◆ Data listing
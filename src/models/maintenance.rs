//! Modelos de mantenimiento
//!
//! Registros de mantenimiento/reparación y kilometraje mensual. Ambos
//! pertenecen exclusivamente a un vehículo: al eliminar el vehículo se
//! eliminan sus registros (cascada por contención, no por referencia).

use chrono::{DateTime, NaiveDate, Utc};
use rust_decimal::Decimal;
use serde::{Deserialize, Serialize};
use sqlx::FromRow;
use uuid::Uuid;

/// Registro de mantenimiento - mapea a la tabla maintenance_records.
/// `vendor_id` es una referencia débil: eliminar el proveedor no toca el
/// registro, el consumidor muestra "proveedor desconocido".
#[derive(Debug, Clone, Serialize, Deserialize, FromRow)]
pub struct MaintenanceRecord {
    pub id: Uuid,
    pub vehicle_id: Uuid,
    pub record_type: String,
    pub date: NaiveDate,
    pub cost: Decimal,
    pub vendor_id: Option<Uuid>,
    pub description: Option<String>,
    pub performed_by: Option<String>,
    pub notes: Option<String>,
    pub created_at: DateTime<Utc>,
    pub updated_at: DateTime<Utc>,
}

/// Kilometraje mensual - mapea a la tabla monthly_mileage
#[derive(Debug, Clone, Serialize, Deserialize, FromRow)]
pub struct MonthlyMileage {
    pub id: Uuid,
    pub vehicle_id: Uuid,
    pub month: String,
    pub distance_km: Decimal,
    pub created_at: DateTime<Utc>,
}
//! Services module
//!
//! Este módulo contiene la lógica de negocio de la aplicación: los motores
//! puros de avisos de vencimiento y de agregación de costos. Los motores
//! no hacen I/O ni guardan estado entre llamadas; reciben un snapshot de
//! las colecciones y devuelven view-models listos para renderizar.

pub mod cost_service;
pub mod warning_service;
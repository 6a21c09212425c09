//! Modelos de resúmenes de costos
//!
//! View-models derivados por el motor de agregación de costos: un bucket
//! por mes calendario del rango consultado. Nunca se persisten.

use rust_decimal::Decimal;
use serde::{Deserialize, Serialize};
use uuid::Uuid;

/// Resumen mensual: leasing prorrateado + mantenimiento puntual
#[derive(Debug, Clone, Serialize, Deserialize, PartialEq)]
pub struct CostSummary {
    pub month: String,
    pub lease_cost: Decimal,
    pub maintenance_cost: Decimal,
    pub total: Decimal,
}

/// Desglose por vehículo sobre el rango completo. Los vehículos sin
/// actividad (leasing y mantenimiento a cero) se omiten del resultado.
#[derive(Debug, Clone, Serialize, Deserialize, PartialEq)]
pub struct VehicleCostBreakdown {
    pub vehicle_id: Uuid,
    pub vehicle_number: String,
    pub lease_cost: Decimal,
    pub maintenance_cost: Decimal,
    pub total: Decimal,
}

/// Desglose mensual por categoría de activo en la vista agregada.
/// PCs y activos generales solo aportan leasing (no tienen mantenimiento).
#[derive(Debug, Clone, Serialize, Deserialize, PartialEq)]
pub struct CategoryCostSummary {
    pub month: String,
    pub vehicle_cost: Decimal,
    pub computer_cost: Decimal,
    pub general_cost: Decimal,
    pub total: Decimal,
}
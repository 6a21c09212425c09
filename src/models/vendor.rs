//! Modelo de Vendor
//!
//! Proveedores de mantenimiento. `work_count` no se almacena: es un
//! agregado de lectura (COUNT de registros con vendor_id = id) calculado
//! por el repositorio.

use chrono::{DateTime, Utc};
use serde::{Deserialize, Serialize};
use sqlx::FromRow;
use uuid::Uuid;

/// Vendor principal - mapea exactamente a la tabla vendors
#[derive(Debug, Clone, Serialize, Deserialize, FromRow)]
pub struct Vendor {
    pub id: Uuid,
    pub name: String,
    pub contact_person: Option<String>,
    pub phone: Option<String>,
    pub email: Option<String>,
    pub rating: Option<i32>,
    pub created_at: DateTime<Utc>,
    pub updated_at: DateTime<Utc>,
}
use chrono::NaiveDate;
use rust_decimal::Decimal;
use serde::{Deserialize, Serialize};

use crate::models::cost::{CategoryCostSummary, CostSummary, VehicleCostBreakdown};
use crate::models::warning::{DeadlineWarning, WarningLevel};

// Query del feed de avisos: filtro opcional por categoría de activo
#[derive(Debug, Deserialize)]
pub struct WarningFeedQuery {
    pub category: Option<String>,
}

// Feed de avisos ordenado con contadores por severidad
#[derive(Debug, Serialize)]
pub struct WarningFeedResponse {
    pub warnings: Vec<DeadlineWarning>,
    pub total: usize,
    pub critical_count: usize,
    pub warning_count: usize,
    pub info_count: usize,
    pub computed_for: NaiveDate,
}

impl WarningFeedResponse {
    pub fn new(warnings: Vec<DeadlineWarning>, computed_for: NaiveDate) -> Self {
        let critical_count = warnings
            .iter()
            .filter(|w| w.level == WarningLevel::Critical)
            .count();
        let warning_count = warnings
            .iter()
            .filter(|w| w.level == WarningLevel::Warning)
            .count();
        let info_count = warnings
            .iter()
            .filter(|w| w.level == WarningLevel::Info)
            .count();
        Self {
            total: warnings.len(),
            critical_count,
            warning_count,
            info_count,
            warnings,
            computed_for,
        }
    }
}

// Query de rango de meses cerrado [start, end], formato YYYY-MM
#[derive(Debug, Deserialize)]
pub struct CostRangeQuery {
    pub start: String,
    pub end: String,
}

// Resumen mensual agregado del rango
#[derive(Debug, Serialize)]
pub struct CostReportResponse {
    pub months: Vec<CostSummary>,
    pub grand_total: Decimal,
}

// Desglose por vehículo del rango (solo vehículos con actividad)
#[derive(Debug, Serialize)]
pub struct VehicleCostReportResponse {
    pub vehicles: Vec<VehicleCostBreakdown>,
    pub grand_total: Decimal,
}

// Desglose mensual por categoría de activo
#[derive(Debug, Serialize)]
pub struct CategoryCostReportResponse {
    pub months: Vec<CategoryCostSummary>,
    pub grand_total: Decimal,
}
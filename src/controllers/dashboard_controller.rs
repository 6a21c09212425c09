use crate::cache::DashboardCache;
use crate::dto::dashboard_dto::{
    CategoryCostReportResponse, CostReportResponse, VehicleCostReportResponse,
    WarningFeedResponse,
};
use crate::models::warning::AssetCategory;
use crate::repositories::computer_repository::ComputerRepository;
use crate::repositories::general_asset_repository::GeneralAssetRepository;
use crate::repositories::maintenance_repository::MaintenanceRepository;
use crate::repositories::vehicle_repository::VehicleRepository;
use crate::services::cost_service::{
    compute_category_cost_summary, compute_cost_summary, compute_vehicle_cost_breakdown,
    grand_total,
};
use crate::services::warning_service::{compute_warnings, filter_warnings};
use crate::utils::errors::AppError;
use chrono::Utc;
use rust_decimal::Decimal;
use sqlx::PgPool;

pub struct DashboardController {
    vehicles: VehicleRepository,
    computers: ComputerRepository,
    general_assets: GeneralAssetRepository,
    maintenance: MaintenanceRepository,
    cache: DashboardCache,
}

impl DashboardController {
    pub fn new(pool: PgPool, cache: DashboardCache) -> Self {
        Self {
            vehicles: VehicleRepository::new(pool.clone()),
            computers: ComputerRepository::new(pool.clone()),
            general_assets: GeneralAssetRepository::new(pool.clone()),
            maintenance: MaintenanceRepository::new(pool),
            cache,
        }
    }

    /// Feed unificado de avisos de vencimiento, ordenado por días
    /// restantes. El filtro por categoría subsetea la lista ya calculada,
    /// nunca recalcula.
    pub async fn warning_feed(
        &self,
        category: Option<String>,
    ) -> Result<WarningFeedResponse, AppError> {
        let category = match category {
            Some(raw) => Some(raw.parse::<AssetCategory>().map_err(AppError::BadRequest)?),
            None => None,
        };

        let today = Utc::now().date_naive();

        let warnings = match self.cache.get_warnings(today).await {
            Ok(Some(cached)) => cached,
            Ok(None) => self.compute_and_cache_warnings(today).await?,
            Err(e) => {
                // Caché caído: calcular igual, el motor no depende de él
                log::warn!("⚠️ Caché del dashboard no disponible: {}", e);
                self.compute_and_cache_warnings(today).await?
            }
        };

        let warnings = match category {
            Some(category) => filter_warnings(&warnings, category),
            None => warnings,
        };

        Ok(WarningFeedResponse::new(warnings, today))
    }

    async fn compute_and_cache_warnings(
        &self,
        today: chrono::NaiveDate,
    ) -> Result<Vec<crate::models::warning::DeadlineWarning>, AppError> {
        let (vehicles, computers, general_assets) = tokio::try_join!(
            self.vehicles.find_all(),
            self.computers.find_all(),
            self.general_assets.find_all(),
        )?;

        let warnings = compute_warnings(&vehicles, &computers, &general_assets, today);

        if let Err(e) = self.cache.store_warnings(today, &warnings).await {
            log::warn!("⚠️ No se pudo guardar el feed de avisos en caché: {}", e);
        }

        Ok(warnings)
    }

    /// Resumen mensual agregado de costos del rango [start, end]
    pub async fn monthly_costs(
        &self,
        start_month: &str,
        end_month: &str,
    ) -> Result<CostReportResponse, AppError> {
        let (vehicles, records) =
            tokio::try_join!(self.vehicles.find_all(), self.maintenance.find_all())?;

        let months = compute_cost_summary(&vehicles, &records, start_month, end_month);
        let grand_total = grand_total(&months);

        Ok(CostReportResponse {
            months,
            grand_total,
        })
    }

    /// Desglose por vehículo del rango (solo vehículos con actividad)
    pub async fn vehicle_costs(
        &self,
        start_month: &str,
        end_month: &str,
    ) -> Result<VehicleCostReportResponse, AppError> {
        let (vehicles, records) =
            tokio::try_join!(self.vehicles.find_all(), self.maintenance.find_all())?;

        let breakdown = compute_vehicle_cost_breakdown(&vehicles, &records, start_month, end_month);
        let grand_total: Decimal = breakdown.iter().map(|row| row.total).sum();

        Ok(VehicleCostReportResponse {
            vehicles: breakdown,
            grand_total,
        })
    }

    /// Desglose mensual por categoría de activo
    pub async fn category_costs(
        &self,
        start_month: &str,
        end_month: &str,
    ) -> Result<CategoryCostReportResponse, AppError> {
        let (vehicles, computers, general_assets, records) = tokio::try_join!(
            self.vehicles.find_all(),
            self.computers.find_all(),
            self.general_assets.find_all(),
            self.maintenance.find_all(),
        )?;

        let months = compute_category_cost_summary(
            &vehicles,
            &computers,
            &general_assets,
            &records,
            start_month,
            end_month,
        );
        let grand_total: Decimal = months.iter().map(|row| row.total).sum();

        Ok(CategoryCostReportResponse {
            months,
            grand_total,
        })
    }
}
---
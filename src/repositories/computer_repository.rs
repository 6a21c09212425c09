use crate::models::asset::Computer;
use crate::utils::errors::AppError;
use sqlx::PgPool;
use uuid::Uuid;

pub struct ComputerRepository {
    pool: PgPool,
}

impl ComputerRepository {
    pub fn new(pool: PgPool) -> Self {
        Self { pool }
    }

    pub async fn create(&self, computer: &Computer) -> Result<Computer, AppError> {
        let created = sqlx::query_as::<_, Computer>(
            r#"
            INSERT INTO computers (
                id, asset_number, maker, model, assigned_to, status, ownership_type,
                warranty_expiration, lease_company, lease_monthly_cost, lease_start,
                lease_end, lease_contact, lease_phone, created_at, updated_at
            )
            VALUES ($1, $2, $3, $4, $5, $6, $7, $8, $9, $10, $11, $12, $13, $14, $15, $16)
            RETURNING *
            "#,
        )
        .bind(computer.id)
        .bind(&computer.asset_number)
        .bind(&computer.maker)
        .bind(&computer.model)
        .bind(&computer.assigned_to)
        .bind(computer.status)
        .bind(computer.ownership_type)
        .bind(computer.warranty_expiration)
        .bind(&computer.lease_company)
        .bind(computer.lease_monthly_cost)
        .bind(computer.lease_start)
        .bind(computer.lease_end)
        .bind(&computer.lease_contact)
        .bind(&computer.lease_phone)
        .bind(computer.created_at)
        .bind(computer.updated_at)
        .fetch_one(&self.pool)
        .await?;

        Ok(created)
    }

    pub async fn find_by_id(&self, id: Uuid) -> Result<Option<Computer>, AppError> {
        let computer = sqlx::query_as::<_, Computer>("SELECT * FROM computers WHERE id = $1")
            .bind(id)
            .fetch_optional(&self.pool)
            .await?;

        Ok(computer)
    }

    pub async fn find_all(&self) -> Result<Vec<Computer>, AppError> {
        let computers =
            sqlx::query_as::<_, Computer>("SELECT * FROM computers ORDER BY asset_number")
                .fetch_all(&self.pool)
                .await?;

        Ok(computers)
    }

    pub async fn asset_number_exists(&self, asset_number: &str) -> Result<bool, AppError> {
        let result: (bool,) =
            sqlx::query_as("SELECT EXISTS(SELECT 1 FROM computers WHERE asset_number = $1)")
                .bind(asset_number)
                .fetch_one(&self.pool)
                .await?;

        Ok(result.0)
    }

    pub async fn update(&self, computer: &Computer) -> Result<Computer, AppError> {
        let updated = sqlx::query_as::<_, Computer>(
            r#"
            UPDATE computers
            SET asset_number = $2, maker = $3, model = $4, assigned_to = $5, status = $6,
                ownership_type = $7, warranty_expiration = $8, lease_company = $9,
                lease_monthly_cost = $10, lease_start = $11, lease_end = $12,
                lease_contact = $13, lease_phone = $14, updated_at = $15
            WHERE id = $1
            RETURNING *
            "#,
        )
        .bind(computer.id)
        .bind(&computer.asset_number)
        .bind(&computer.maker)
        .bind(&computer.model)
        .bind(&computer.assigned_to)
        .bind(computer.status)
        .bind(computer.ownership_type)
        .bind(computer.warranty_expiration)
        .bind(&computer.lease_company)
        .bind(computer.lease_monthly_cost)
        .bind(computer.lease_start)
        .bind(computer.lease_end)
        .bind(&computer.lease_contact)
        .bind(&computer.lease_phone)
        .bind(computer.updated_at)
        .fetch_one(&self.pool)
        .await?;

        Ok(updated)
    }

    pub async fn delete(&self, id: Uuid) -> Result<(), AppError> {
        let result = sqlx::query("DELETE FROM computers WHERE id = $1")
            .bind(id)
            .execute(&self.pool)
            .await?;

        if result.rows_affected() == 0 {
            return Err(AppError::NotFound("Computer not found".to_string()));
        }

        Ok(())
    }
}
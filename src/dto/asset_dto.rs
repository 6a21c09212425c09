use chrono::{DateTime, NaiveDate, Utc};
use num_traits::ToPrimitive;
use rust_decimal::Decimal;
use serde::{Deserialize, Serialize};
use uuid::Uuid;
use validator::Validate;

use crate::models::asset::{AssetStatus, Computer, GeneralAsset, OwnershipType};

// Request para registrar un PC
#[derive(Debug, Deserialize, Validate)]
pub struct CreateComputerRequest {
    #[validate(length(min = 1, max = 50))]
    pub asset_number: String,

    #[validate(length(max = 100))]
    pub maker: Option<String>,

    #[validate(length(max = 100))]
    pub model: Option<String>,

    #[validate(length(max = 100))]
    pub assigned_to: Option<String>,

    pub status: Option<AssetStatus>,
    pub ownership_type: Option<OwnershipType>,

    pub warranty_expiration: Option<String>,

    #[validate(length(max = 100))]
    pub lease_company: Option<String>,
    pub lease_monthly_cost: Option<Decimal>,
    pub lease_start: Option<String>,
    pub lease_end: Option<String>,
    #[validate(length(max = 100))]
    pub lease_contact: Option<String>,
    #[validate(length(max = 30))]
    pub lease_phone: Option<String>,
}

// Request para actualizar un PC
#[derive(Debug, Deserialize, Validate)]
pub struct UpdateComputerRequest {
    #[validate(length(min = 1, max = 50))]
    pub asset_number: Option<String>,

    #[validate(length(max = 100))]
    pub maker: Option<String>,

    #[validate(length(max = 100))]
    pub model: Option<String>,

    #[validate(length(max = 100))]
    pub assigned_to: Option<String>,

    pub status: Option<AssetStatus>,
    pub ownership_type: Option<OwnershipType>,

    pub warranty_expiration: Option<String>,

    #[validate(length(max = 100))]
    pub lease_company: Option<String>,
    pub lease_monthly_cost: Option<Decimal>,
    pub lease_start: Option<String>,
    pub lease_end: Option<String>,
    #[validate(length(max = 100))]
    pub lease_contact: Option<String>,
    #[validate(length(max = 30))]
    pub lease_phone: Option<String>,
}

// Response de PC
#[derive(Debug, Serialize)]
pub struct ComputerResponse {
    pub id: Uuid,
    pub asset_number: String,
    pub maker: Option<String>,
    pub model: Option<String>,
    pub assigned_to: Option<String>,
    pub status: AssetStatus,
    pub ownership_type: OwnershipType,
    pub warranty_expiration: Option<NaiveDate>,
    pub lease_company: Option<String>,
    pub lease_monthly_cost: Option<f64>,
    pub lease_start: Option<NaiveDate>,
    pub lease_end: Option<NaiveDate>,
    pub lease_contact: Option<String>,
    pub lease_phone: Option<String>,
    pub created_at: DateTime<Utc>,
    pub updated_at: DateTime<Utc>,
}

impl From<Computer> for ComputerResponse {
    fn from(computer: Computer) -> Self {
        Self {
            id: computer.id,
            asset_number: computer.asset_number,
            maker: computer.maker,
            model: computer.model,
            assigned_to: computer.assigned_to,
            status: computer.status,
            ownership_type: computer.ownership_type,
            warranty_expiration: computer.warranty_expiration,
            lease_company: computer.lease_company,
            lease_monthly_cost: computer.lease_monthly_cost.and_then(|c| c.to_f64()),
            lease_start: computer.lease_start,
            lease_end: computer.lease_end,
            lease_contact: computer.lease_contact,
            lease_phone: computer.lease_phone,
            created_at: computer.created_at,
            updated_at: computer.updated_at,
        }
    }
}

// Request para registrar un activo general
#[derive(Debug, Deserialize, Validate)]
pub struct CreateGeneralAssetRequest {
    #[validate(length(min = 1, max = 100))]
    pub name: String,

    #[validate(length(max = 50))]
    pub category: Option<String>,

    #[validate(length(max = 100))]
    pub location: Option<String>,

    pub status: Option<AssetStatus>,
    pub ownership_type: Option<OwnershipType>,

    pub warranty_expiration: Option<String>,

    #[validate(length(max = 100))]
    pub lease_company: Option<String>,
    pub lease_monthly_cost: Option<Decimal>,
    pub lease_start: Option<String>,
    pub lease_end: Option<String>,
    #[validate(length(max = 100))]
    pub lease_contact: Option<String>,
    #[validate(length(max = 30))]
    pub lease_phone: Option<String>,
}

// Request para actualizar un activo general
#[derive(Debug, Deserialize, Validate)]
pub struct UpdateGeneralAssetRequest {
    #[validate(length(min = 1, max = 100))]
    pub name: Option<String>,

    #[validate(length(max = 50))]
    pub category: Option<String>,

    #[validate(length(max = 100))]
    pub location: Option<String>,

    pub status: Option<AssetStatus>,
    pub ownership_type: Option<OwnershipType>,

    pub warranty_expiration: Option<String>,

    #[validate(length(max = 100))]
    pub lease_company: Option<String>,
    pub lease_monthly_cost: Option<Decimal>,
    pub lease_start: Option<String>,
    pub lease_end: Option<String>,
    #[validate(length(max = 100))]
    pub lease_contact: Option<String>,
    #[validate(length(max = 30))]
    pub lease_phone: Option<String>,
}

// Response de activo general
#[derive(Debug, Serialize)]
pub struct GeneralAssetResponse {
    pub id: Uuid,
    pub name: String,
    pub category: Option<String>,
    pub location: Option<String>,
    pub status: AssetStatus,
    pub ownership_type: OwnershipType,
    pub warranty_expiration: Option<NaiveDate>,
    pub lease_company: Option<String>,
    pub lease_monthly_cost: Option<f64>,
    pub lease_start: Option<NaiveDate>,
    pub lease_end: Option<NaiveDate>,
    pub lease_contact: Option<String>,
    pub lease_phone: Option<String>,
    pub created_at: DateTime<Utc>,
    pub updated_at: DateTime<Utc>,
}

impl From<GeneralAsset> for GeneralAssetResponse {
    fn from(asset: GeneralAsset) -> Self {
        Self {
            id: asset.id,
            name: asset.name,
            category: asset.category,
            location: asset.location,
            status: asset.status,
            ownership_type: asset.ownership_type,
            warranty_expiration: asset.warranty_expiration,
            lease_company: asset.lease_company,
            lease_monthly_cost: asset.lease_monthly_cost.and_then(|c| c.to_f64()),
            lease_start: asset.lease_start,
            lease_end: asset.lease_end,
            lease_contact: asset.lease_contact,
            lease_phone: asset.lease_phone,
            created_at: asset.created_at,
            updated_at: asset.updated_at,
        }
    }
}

◆ Exercise description
In the records above, find the line with "costos. Los motores"; write out exactly that line and each one after it, stopping after the line with "pub struct CostSummary".

◆ Output below
//! puros de avisos de vencimiento y de agregación de costos. Los motores
//! no hacen I/O ni guardan estado entre llamadas; reciben un snapshot de
//! las colecciones y devuelven view-models listos para renderizar.

pub mod cost_service;
pub mod warning_service;
repository 6a21c09212425c09
//! Modelos de resúmenes de costos
//!
//! View-models derivados por el motor de agregación de costos: un bucket
//! por mes calendario del rango consultado. Nunca se persisten.

use rust_decimal::Decimal;
use serde::{Deserialize, Serialize};
use uuid::Uuid;

/// Resumen mensual: leasing prorrateado + mantenimiento puntual
#[derive(Debug, Clone, Serialize, Deserialize, PartialEq)]
pub struct CostSummary {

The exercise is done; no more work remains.